Stored data entries:
//! One-shot registration with kubelet's device plugin `Registration` service.
use crate::device_plugin_api::v1beta1::{
    registration_client::RegistrationClient, DevicePluginOptions, RegisterRequest, API_VERSION,
};
use crate::grpc_sock;
use crate::Error;
use std::path::Path;
use tracing::info;

/// Kubelet resolves the endpoint relative to its device plugin directory, so only the socket's
/// file name is sent.
pub fn endpoint_name(plugin_socket: &Path) -> String {
    plugin_socket
        .file_name()
        .map(|name| name.to_string_lossy().into_owned())
        .unwrap_or_else(|| plugin_socket.to_string_lossy().into_owned())
}

/// Registers the plugin serving on `plugin_socket` with the kubelet listening on
/// `kubelet_socket`. Kubelet dials the plugin back and calls `ListAndWatch` once this returns.
pub async fn register(
    kubelet_socket: &Path,
    plugin_socket: &Path,
    resource_name: &str,
    options: DevicePluginOptions,
) -> Result<(), Error> {
    let channel = grpc_sock::client::socket_channel(kubelet_socket).await?;
    let mut registration_client = RegistrationClient::new(channel);
    let register_request = tonic::Request::new(RegisterRequest {
        version: API_VERSION.into(),
        endpoint: endpoint_name(plugin_socket),
        resource_name: resource_name.to_string(),
        options: Some(options),
    });
    registration_client
        .register(register_request)
        .await
        .map_err(|status| Error::Registration {
            kubelet_socket: kubelet_socket.to_owned(),
            status,
        })?;
    info!(
        resource = %resource_name,
        kubelet_socket = %kubelet_socket.display(),
        "Registered with kubelet"
    );
    Ok(())
}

TASK REQUIREMENTS — With both ends included, please retype exactly the lines from the line containing "name is sent." to the final line of the data.

RESULT OF THE EXERCISE —
/// file name is sent.
pub fn endpoint_name(plugin_socket: &Path) -> String {
    plugin_socket
        .file_name()
        .map(|name| name.to_string_lossy().into_owned())
        .unwrap_or_else(|| plugin_socket.to_string_lossy().into_owned())
}

/// Registers the plugin serving on `plugin_socket` with the kubelet listening on
/// `kubelet_socket`. Kubelet dials the plugin back and calls `ListAndWatch` once this returns.
pub async fn register(
    kubelet_socket: &Path,
    plugin_socket: &Path,
    resource_name: &str,
    options: DevicePluginOptions,
) -> Result<(), Error> {
    let channel = grpc_sock::client::socket_channel(kubelet_socket).await?;
    let mut registration_client = RegistrationClient::new(channel);
    let register_request = tonic::Request::new(RegisterRequest {
        version: API_VERSION.into(),
        endpoint: endpoint_name(plugin_socket),
        resource_name: resource_name.to_string(),
        options: Some(options),
    });
    registration_client
        .register(register_request)
        .await
        .map_err(|status| Error::Registration {
            kubelet_socket: kubelet_socket.to_owned(),
            status,
        })?;
    info!(
        resource = %resource_name,
        kubelet_socket = %kubelet_socket.display(),
        "Registered with kubelet"
    );
    Ok(())
}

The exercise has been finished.